The doctrine of the company prevents the wrongful use of the company’s assets thereby protecting the creditors. Also, the doctrine of ultra vires prevents directors from diverting the object for which the company has been formed out, and hence constantly examining the activities of the directors. It helps the directors to know within what lines of business they are eligible to act.

Scope of Doctrine of Ultra Vires

The doctrine of ultra vires applies only to those companies that have been incorporated or have a separate existence in the eyes of law. All those companies that have not been registered such as sole proprietorship or partnership will not fall under the scope of the doctrine of ultra vires. Only the companies that are incorporated or have a separate existence in the eyes of law come under the scope of the doctrine of ultra vires.

Every illegal transaction or abuse of power by directors or employees of a company will not come under the scope of the doctrine of ultra vires. Only the transactions that are beyond the scope of what a  company can do will be liable under the scope of the doctrine of ultra vines. What a company can do or the purpose of the company is always mentioned in the object clause of the Memorandum of  Association of the company. Therefore, if the company is exceeding the authority it has mentioned itself in the object clause of the Memorandum of  Association will be criticized under this doctrine.  

What are the Exceptions to the Doctrine of Ultra Vires?
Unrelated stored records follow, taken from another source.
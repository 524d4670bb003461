//! Built-in note tools: four readers and three writers.
//!
//! Notes live behind the [`NoteStore`] trait; the crate only ships an
//! in-memory store used by the CLI demo and tests.

use super::{Tool, ToolError, ToolOutput};
use serde::{Deserialize, Serialize};
use serde_json::{json, Map, Value};
use std::collections::BTreeMap;
use std::sync::{Arc, PoisonError, RwLock};
use tracing::info;
use uuid::Uuid;

const DEFAULT_LIMIT: usize = 10;

#[derive(Debug, Clone, PartialEq, Serialize, Deserialize)]
pub struct Note {
    pub id: String,
    pub title: String,
    pub content: String,
    #[serde(default)]
    pub parent_id: Option<String>,
    #[serde(default)]
    pub attributes: BTreeMap<String, String>,
}

impl Note {
    pub fn new(id: &str, title: &str, content: &str) -> Self {
        Self {
            id: id.to_string(),
            title: title.to_string(),
            content: content.to_string(),
            parent_id: None,
            attributes: BTreeMap::new(),
        }
    }

    pub fn with_parent(mut self, parent_id: &str) -> Self {
        self.parent_id = Some(parent_id.to_string());
        self
    }

    pub fn with_attribute(mut self, name: &str, value: &str) -> Self {
        self.attributes.insert(name.to_string(), value.to_string());
        self
    }

    fn summary(&self) -> Value {
        json!({"noteId": self.id, "title": self.title})
    }
}

pub trait NoteStore: Send + Sync {
    fn all(&self) -> Vec<Note>;

    /// Stores `note`, replacing any note with the same id.
    fn save(&self, note: Note);

    fn get(&self, id: &str) -> Option<Note> {
        self.all().into_iter().find(|n| n.id == id)
    }

    /// Children of `parent_id`, or top-level notes when `None`.
    fn children(&self, parent_id: Option<&str>) -> Vec<Note> {
        self.all()
            .into_iter()
            .filter(|n| n.parent_id.as_deref() == parent_id)
            .collect()
    }

    /// Whether `id` sits somewhere below `ancestor_id`.
    fn is_descendant(&self, id: &str, ancestor_id: &str) -> bool {
        let mut current = self.get(id).and_then(|n| n.parent_id);
        let mut hops = 0;
        while let Some(parent) = current {
            if parent == ancestor_id {
                return true;
            }
            hops += 1;
            if hops > 1024 {
                return false;
            }
            current = self.get(&parent).and_then(|n| n.parent_id);
        }
        false
    }
}

#[derive(Debug, Default)]
pub struct MemoryNoteStore {
    notes: RwLock<Vec<Note>>,
}

impl MemoryNoteStore {
    pub fn with_notes(notes: Vec<Note>) -> Self {
        Self {
            notes: RwLock::new(notes),
        }
    }
}

impl NoteStore for MemoryNoteStore {
    fn all(&self) -> Vec<Note> {
        self.notes
            .read()
            .unwrap_or_else(PoisonError::into_inner)
            .clone()
    }

    fn save(&self, note: Note) {
        let mut notes = self.notes.write().unwrap_or_else(PoisonError::into_inner);
        match notes.iter_mut().find(|n| n.id == note.id) {
            Some(existing) => *existing = note,
            None => notes.push(note),
        }
    }
}

fn limit_arg(args: &Map<String, Value>) -> usize {
    args.get("limit")
        .and_then(Value::as_u64)
        .map(|n| n as usize)
        .filter(|&n| n > 0)
        .unwrap_or(DEFAULT_LIMIT)
}

fn required_str<'a>(args: &'a Map<String, Value>, key: &str) -> Result<&'a str, ToolError> {
    args.get(key)
        .and_then(Value::as_str)
        .map(str::trim)
        .filter(|s| !s.is_empty())
        .ok_or_else(|| ToolError::InvalidArguments(format!("missing '{}' argument", key)))
}

fn optional_str<'a>(args: &'a Map<String, Value>, key: &str) -> Option<&'a str> {
    args.get(key)
        .and_then(Value::as_str)
        .map(str::trim)
        .filter(|s| !s.is_empty())
}

fn existing_note(store: &dyn NoteStore, id: &str, role: &str) -> Result<Note, ToolError> {
    store
        .get(id)
        .ok_or_else(|| ToolError::NotFound(format!("{} '{}'", role, id)))
}

fn search_results(query: &str, matches: Vec<Note>, limit: usize) -> ToolOutput {
    let total = matches.len();
    let results: Vec<Value> = matches.iter().take(limit).map(Note::summary).collect();
    if results.is_empty() {
        return ToolOutput::Structured(json!({
            "count": 0,
            "results": [],
            "message": format!("No notes found matching \"{}\".", query),
        }));
    }
    ToolOutput::Structured(json!({
        "count": results.len(),
        "totalFound": total,
        "results": results,
    }))
}

pub struct ListNotesTool {
    store: Arc<dyn NoteStore>,
}

impl ListNotesTool {
    pub fn new(store: Arc<dyn NoteStore>) -> Self {
        Self { store }
    }
}

impl Tool for ListNotesTool {
    fn name(&self) -> &str {
        "list_notes"
    }

    fn description(&self) -> &str {
        "List notes under a parent note, or top-level notes when no parent is given"
    }

    fn parameters_schema(&self) -> Value {
        json!({
            "type": "object",
            "properties": {
                "parentNoteId": {
                    "type": "string",
                    "description": "ID of the parent note (default: top level)"
                },
                "limit": {
                    "type": "integer",
                    "description": "Maximum number of notes to return (default: 10)"
                }
            },
            "required": []
        })
    }

    fn execute(&self, args: &Map<String, Value>) -> Result<ToolOutput, ToolError> {
        let parent = args
            .get("parentNoteId")
            .and_then(Value::as_str)
            .map(str::trim)
            .filter(|s| !s.is_empty());

        if let Some(parent_id) = parent {
            if self.store.get(parent_id).is_none() {
                return Err(ToolError::NotFound(format!("note '{}'", parent_id)));
            }
        }

        let children = self.store.children(parent);
        let limit = limit_arg(args);
        let results: Vec<Value> = children.iter().take(limit).map(Note::summary).collect();

        Ok(ToolOutput::Structured(json!({
            "parentNoteId": parent.unwrap_or("root"),
            "count": results.len(),
            "totalFound": children.len(),
            "results": results,
        })))
    }
}

/// Case-insensitive full-text search over titles and content. A note matches
/// when it contains every word of the query.
pub struct SearchNotesTool {
    store: Arc<dyn NoteStore>,
}

impl SearchNotesTool {
    pub fn new(store: Arc<dyn NoteStore>) -> Self {
        Self { store }
    }
}

impl Tool for SearchNotesTool {
    fn name(&self) -> &str {
        "search_notes"
    }

    fn description(&self) -> &str {
        "Search notes by words in their title or content"
    }

    fn parameters_schema(&self) -> Value {
        json!({
            "type": "object",
            "properties": {
                "query": {
                    "type": "string",
                    "description": "Words to search for"
                },
                "limit": {
                    "type": "integer",
                    "description": "Maximum number of results (default: 10)"
                }
            },
            "required": ["query"]
        })
    }

    fn execute(&self, args: &Map<String, Value>) -> Result<ToolOutput, ToolError> {
        let query = required_str(args, "query")?;
        let words: Vec<String> = query.split_whitespace().map(str::to_lowercase).collect();

        let matches: Vec<Note> = self
            .store
            .all()
            .into_iter()
            .filter(|note| {
                let haystack = format!("{}\n{}", note.title, note.content).to_lowercase();
                words.iter().all(|w| haystack.contains(w.as_str()))
            })
            .collect();

        Ok(search_results(query, matches, limit_arg(args)))
    }
}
Following are the few exceptions to the doctrine of ultra vires:

  • Any act which is within the scope of the object clause of the company but outside the authorities of directors can be authorized by the directors.

  • The shareholders retain the authority to approve an ultra vires act performed in an irregular way in the company.
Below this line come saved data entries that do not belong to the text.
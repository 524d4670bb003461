use super::{ChatCompletionOptions, Message, Role};

pub const DEFAULT_SYSTEM_PROMPT: &str = "You are a helpful assistant embedded in a note-taking application. \
Help the user with their notes, knowledge management and questions. \
When you refer to a note, say which note it is. \
Keep answers concise but complete.";

const SEARCH_PERSISTENCE: &str = "\
1. Try several search approaches before concluding the information is not available.
2. Run at least three searches with different parameters before giving up.
3. When a search returns nothing:
   - use broader terms (\"Kubernetes\" instead of \"Kubernetes deployment\")
   - use synonyms (\"meeting\" instead of \"conference\")
   - drop qualifiers (\"report\" instead of \"Q3 financial report\")
   - switch tools (search_notes for related content, keyword_search_notes for exact matches)
4. Never tell the user there are no notes about something until several variations failed.
5. Briefly explain how you are adjusting the search.
6. When searches fail, try another approach instead of asking the user what to do.";

/// Tool-usage addendum for a provider, appended when tools are enabled.
pub fn tool_instructions(provider: &str) -> Option<String> {
    match provider.to_ascii_lowercase().as_str() {
        "anthropic" => Some(format!(
            "<instructions>\nWhen using tools to search for information:\n\n{}\n</instructions>",
            SEARCH_PERSISTENCE
        )),
        "openai" => Some(format!(
            "When using tools to search for information, follow these rules:\n\n{}",
            SEARCH_PERSISTENCE
        )),
        "ollama" => Some(format!("TOOL USAGE RULES:\n{}", SEARCH_PERSISTENCE)),
        "minimax" => Some(format!(
            "You have tools for reading and searching the user's notes. \
When the question concerns the user's notes, call a tool before answering; do not guess.\n\n{}",
            SEARCH_PERSISTENCE
        )),
        _ => None,
    }
}

/// The system prompt an adapter sends: `custom` if given, else the default,
/// with the provider's tool addendum when tools are in play.
pub fn build_system_prompt(custom: Option<&str>, provider: &str, with_tools: bool) -> String {
    let base = custom
        .map(str::trim)
        .filter(|p| !p.is_empty())
        .unwrap_or(DEFAULT_SYSTEM_PROMPT);

    match tool_instructions(provider).filter(|_| with_tools) {
        Some(addendum) => format!("{}\n\n{}", base, addendum),
        None => base.to_string(),
    }
}

/// Resolves the prompt an adapter sends for a request. The conversation's own
/// system message wins over `options.system_prompt`; tools add the addendum.
pub fn system_prompt_for(
    messages: &[Message],
    options: &ChatCompletionOptions,
    provider: &str,
) -> String {
    let existing = messages
        .iter()
        .find(|m| m.role == Role::System)
        .map(|m| m.content.as_str())
        .filter(|c| !c.trim().is_empty());
    let custom = existing.or(options.system_prompt.as_deref());
    let with_tools = options.tools_enabled() && !options.tools.is_empty();
    build_system_prompt(custom, provider, with_tools)
}

#[cfg(test)]
mod tests {
    use super::*;
    use crate::llm::ToolDefinition;
    use serde_json::json;

    #[test]
    fn test_default_prompt_used_without_custom() {
        let prompt = build_system_prompt(None, "openai", false);
        assert_eq!(prompt, DEFAULT_SYSTEM_PROMPT);

        let prompt = build_system_prompt(Some("   "), "openai", false);
        assert_eq!(prompt, DEFAULT_SYSTEM_PROMPT);
    }

    #[test]
    fn test_custom_prompt_wins() {
        let prompt = build_system_prompt(Some("Be terse."), "anthropic", false);
        assert_eq!(prompt, "Be terse.");
    }

    #[test]
    fn test_tool_addendum_appended_only_with_tools() {
        let with = build_system_prompt(Some("Base."), "minimax", true);
        assert!(with.starts_with("Base.\n\n"));
        assert!(with.contains("call a tool before answering"));

        let without = build_system_prompt(Some("Base."), "minimax", false);
        assert_eq!(without, "Base.");
    }

    #[test]
    fn test_unknown_provider_has_no_addendum() {
        assert!(tool_instructions("somevendor").is_none());
        assert_eq!(build_system_prompt(Some("x"), "somevendor", true), "x");
    }

    #[test]
    fn test_anthropic_addendum_is_tagged() {
        let addendum = tool_instructions("Anthropic").unwrap();
        assert!(addendum.starts_with("<instructions>"));
        assert!(addendum.ends_with("</instructions>"));
    }

    #[test]
    fn test_system_message_wins_over_option() {
        let messages = vec![Message::system("From conversation."), Message::user("hi")];
        let options = ChatCompletionOptions {
            system_prompt: Some("From options.".to_string()),
            ..Default::default()
        };
        assert_eq!(
            system_prompt_for(&messages, &options, "openai"),
            "From conversation."
        );
        assert_eq!(
            system_prompt_for(&[Message::user("hi")], &options, "openai"),
            "From options."
        );
    }

    #[test]
    fn test_addendum_requires_tool_definitions() {
        let mut options = ChatCompletionOptions::default();
        let plain = system_prompt_for(&[], &options, "ollama");
        assert_eq!(plain, DEFAULT_SYSTEM_PROMPT);

        options.tools = vec![ToolDefinition::new("t", "d", json!({"type": "object"}))];
        assert!(system_prompt_for(&[], &options, "ollama").contains("TOOL USAGE RULES"));

        options.enable_tools = Some(false);
        assert_eq!(system_prompt_for(&[], &options, "ollama"), DEFAULT_SYSTEM_PROMPT);
    }
}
  • If the company acquires any property using an ultra vires investment, even then the company’s right over that property can be defended.

  • Any incidental or serious effects of an act shall not be considered as ultra vires unless it is expressly prohibited by the statute.
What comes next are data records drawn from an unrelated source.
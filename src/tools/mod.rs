pub mod args;
pub mod notes;

use crate::llm::ToolDefinition;
use args::ArgumentParser;
use serde_json::{Map, Value};
use std::fmt;
use std::sync::{Arc, PoisonError, RwLock};
use thiserror::Error;
use tracing::{debug, warn};

#[derive(Debug, Error)]
pub enum ToolError {
    #[error("Invalid arguments: {0}")]
    InvalidArguments(String),
    #[error("Execution failed: {0}")]
    ExecutionFailed(String),
    #[error("Not found: {0}")]
    NotFound(String),
}

/// What a tool handed back: a human-readable message or a structured record.
#[derive(Debug, Clone, PartialEq)]
pub enum ToolOutput {
    Text(String),
    Structured(Value),
}

impl ToolOutput {
    /// Text placed into the tool-result message. Records are pretty-printed.
    pub fn to_text(&self) -> String {
        match self {
            ToolOutput::Text(s) => s.clone(),
            ToolOutput::Structured(v) => {
                serde_json::to_string_pretty(v).unwrap_or_else(|_| v.to_string())
            }
        }
    }

    pub fn to_value(&self) -> Value {
        match self {
            ToolOutput::Text(s) => Value::String(s.clone()),
            ToolOutput::Structured(v) => v.clone(),
        }
    }
}

impl From<String> for ToolOutput {
    fn from(s: String) -> Self {
        ToolOutput::Text(s)
    }
}

impl From<Value> for ToolOutput {
    fn from(v: Value) -> Self {
        ToolOutput::Structured(v)
    }
}

pub trait Tool: Send + Sync {
    fn name(&self) -> &str;
    fn description(&self) -> &str;
    fn parameters_schema(&self) -> Value;
    fn execute(&self, args: &Map<String, Value>) -> Result<ToolOutput, ToolError>;

    fn definition(&self) -> ToolDefinition {
        ToolDefinition::new(self.name(), self.description(), self.parameters_schema())
    }
}

#[derive(Clone, Default)]
pub struct ToolMetadata {
    /// Overrides the default argument parser for this tool.
    pub parse_arguments: Option<ArgumentParser>,
}

impl fmt::Debug for ToolMetadata {
    fn fmt(&self, f: &mut fmt::Formatter<'_>) -> fmt::Result {
        f.debug_struct("ToolMetadata")
            .field("custom_parser", &self.parse_arguments.is_some())
            .finish()
    }
}

struct Entry {
    name: String,
    tool: Arc<dyn Tool>,
    metadata: ToolMetadata,
}

/// Checks a handler is still usable: a non-blank name that matches its
/// definition, and an object parameter schema.
pub fn validate_tool(tool: &dyn Tool) -> Result<(), String> {
    let name = tool.name();
    if name.trim().is_empty() {
        return Err("tool has a blank name".to_string());
    }
    let definition = tool.definition();
    if definition.name() != name {
        return Err(format!(
            "definition name '{}' does not match tool name '{}'",
            definition.name(),
            name
        ));
    }
    let schema = &definition.function.parameters;
    if !schema.is_object() || schema.get("type").and_then(Value::as_str) != Some("object") {
        return Err(format!("tool '{}' has a non-object parameter schema", name));
    }
    Ok(())
}

/// Catalog of tool handlers. Constructed once and shared as `Arc<ToolRegistry>`.
#[derive(Default)]
pub struct ToolRegistry {
    entries: RwLock<Vec<Entry>>,
}

impl ToolRegistry {
    pub fn new() -> Self {
        Self::default()
    }

    pub fn register(&self, tool: Arc<dyn Tool>) {
        self.register_with_metadata(tool, ToolMetadata::default());
    }

    /// Registers a tool. A tool with the same name is replaced.
    pub fn register_with_metadata(&self, tool: Arc<dyn Tool>, metadata: ToolMetadata) {
        let name = tool.name().to_string();
        let mut entries = self.entries.write().unwrap_or_else(PoisonError::into_inner);
        let entry = Entry {
            name: name.clone(),
            tool,
            metadata,
        };
        match entries.iter_mut().find(|e| e.name == name) {
            Some(existing) => {
                warn!(tool = %name, "tool already registered, overwriting");
                *existing = entry;
            }
            None => {
                debug!(tool = %name, "registered tool");
                entries.push(entry);
            }
        }
    }

    /// Looks up a tool, returning `None` if it is missing or fails validation.
    pub fn get_tool(&self, name: &str) -> Option<Arc<dyn Tool>> {
        let entries = self.entries.read().unwrap_or_else(PoisonError::into_inner);
        let entry = entries.iter().find(|e| e.name == name)?;
        match validate_tool(entry.tool.as_ref()) {
            Ok(()) => Some(Arc::clone(&entry.tool)),
            Err(reason) => {
                debug!(tool = %name, %reason, "skipping invalid tool");
                None
            }
        }
    }

    /// All tools that currently pass validation, in registration order.
    pub fn get_all_tools(&self) -> Vec<Arc<dyn Tool>> {
        let entries = self.entries.read().unwrap_or_else(PoisonError::into_inner);
        entries
            .iter()
            .filter(|e| match validate_tool(e.tool.as_ref()) {
                Ok(()) => true,
                Err(reason) => {
                    debug!(tool = %e.name, %reason, "skipping invalid tool");
                    false
                }
            })
            .map(|e| Arc::clone(&e.tool))
            .collect()
    }

    pub fn get_all_tool_definitions(&self) -> Vec<ToolDefinition> {
        self.get_all_tools().iter().map(|t| t.definition()).collect()
    }

    pub fn get_tool_metadata(&self, name: &str) -> Option<ToolMetadata> {
        let entries = self.entries.read().unwrap_or_else(PoisonError::into_inner);
        entries
            .iter()
            .find(|e| e.name == name)
            .map(|e| e.metadata.clone())
    }

    pub fn tool_names(&self) -> Vec<String> {
        self.get_all_tools()
            .iter()
            .map(|t| t.name().to_string())
            .collect()
    }

    pub fn len(&self) -> usize {
        self.get_all_tools().len()
    }

    pub fn is_empty(&self) -> bool {
        self.len() == 0
    }
}

/// Registry with the built-in note tools over the given store.
pub fn default_registry(store: Arc<dyn notes::NoteStore>) -> ToolRegistry {
    let registry = ToolRegistry::new();
    registry.register(Arc::new(notes::ListNotesTool::new(Arc::clone(&store))));
    registry.register(Arc::new(notes::SearchNotesTool::new(Arc::clone(&store))));
    registry.register(Arc::new(notes::KeywordSearchNotesTool::new(Arc::clone(&store))));
    registry.register(Arc::new(notes::ReadNoteTool::new(Arc::clone(&store))));
    registry.register(Arc::new(notes::CreateNoteTool::new(Arc::clone(&store))));
    registry.register(Arc::new(notes::UpdateNoteTool::new(Arc::clone(&store))));
    registry.register(Arc::new(notes::MoveNoteTool::new(store)));
    registry
}

#[cfg(test)]
mod tests {
    use super::*;
    use serde_json::json;

    struct EchoTool {
        name: &'static str,
        schema: Value,
    }

    impl EchoTool {
        fn named(name: &'static str) -> Self {
            Self {
                name,
                schema: json!({"type": "object", "properties": {}}),
            }
        }
    }

    impl Tool for EchoTool {
        fn name(&self) -> &str {
            self.name
        }

        fn description(&self) -> &str {
            "Echo the arguments"
        }

        fn parameters_schema(&self) -> Value {
            self.schema.clone()
        }

        fn execute(&self, args: &Map<String, Value>) -> Result<ToolOutput, ToolError> {
            Ok(ToolOutput::Structured(Value::Object(args.clone())))
        }
    }

    /// A handler whose definition drifted from its registered name.
    struct DriftingTool;

    impl Tool for DriftingTool {
        fn name(&self) -> &str {
            "drifting"
        }

        fn description(&self) -> &str {
            "broken"
        }

        fn parameters_schema(&self) -> Value {
            json!({"type": "object", "properties": {}})
        }

        fn execute(&self, _args: &Map<String, Value>) -> Result<ToolOutput, ToolError> {
            Err(ToolError::ExecutionFailed("unreachable".to_string()))
        }

        fn definition(&self) -> ToolDefinition {
            ToolDefinition::new("", "broken", self.parameters_schema())
        }
    }

    fn store() -> Arc<dyn notes::NoteStore> {
        Arc::new(notes::MemoryNoteStore::default())
    }

    #[test]
    fn test_register_and_get() {
        let registry = ToolRegistry::new();
        registry.register(Arc::new(EchoTool::named("echo")));
        assert!(registry.get_tool("echo").is_some());
        assert!(registry.get_tool("nonexistent").is_none());
        assert_eq!(registry.len(), 1);
    }

    #[test]
    fn test_duplicate_registration_overwrites() {
        let registry = ToolRegistry::new();
        registry.register(Arc::new(EchoTool::named("echo")));
        registry.register(Arc::new(EchoTool {
            name: "echo",
            schema: json!({"type": "object", "properties": {"v": {"type": "string"}}}),
        }));
        assert_eq!(registry.len(), 1);
        let schema = registry.get_tool("echo").unwrap().parameters_schema();
        assert!(schema["properties"].get("v").is_some());
    }

    #[test]
    fn test_invalid_tools_are_silently_excluded() {
        let registry = ToolRegistry::new();
        registry.register(Arc::new(EchoTool::named("echo")));
        registry.register(Arc::new(DriftingTool));
        registry.register(Arc::new(EchoTool {
            name: "bad_schema",
            schema: json!("not an object"),
        }));
        registry.register(Arc::new(EchoTool::named("  ")));

        assert!(registry.get_tool("drifting").is_none());
        assert!(registry.get_tool("bad_schema").is_none());
        assert_eq!(registry.tool_names(), vec!["echo"]);
        assert_eq!(registry.get_all_tool_definitions().len(), 1);
    }

    #[test]
    fn test_metadata_lookup() {
        fn upper(_: &crate::llm::ToolArguments) -> args::ParsedToolArguments {
            args::ParsedToolArguments::default()
        }

        let registry = ToolRegistry::new();
        registry.register_with_metadata(
            Arc::new(EchoTool::named("echo")),
            ToolMetadata {
                parse_arguments: Some(upper),
            },
        );
        assert!(registry
            .get_tool_metadata("echo")
            .unwrap()
            .parse_arguments
            .is_some());
        assert!(registry.get_tool_metadata("missing").is_none());
    }

    #[test]
    fn test_registry_empty() {
        let registry = ToolRegistry::default();
        assert!(registry.is_empty());
        assert!(registry.get_all_tools().is_empty());
        assert!(registry.get_all_tool_definitions().is_empty());
    }

    #[test]
    fn test_default_registry_tools() {
        let registry = default_registry(store());
        assert_eq!(
            registry.tool_names(),
            vec![
                "list_notes",
                "search_notes",
                "keyword_search_notes",
                "read_note",
                "create_note",
                "update_note",
                "move_note"
            ]
        );
    }

    #[test]
    fn test_all_tools_have_valid_schemas() {
        let registry = default_registry(store());
        for tool in registry.get_all_tools() {
            let schema = tool.parameters_schema();
            assert_eq!(schema["type"], "object", "Tool '{}'", tool.name());
            assert!(schema.get("properties").is_some(), "Tool '{}'", tool.name());
            assert!(!tool.description().is_empty());
        }
    }

    #[test]
    fn test_tool_output_to_text() {
        assert_eq!(ToolOutput::Text("hi".to_string()).to_text(), "hi");
        let text = ToolOutput::Structured(json!({"count": 0})).to_text();
        assert_eq!(text, "{\n  \"count\": 0\n}");
    }

    #[test]
    fn test_tool_error_display_messages() {
        let err = ToolError::InvalidArguments("bad arg".to_string());
        assert_eq!(err.to_string(), "Invalid arguments: bad arg");

        let err = ToolError::ExecutionFailed("boom".to_string());
        assert_eq!(err.to_string(), "Execution failed: boom");

        let err = ToolError::NotFound("note x".to_string());
        assert_eq!(err.to_string(), "Not found: note x");
    }
}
What are the Consequences of Doctrine of Ultra Vires?

The Doctrine of Ultra Vires’s consequence states that any act done or contract made by the company which goes beyond the powers of the directors and company is completely void and inoperative and hence not binding on the company. By Considering this all, a company can be restrained from using these funds for purposes other than those sanctioned by the memorandum.  Also, it can be restrained from carrying out any trade different from the one it is authorized to carry out.

What are the Effects of Doctrine of Ultra Vires?

Following are the four effects of the doctrine of ultra vires:

Injunction

The members of the company can issue an injunction against the company to prevent it from engaging in any ultra vires activities.

Ultra Vires Contract 

As we know that ultra vires contract is the void ab initio which implies that it cannot be provided with a legal status even by ratification or estoppel. The question here rests on the company’s competency and authority regarding the contract but not its legality.

Liability of The Company

There are no principles regarding the company’s liability against the damages resulting from the ultra vires act. However, the tortious liability may arise if it is verified with the believable explanation that the activity in the duration of which the ultra vires act or the tort occurred falls within the scope of the Memorandum of Association. It occurred during the duration of employment.

Breach of Warranty

The acts that a company cannot perform as mentioned under Memorandum of Association., the directors being the agent of the company are also prohibited from performing such acts. Hence, the contracts that are regarded as ultra vires the company will be void. The directors must act within the scope of the company’s power as contrary actions could hold the directors personally liable for their breach of warranty.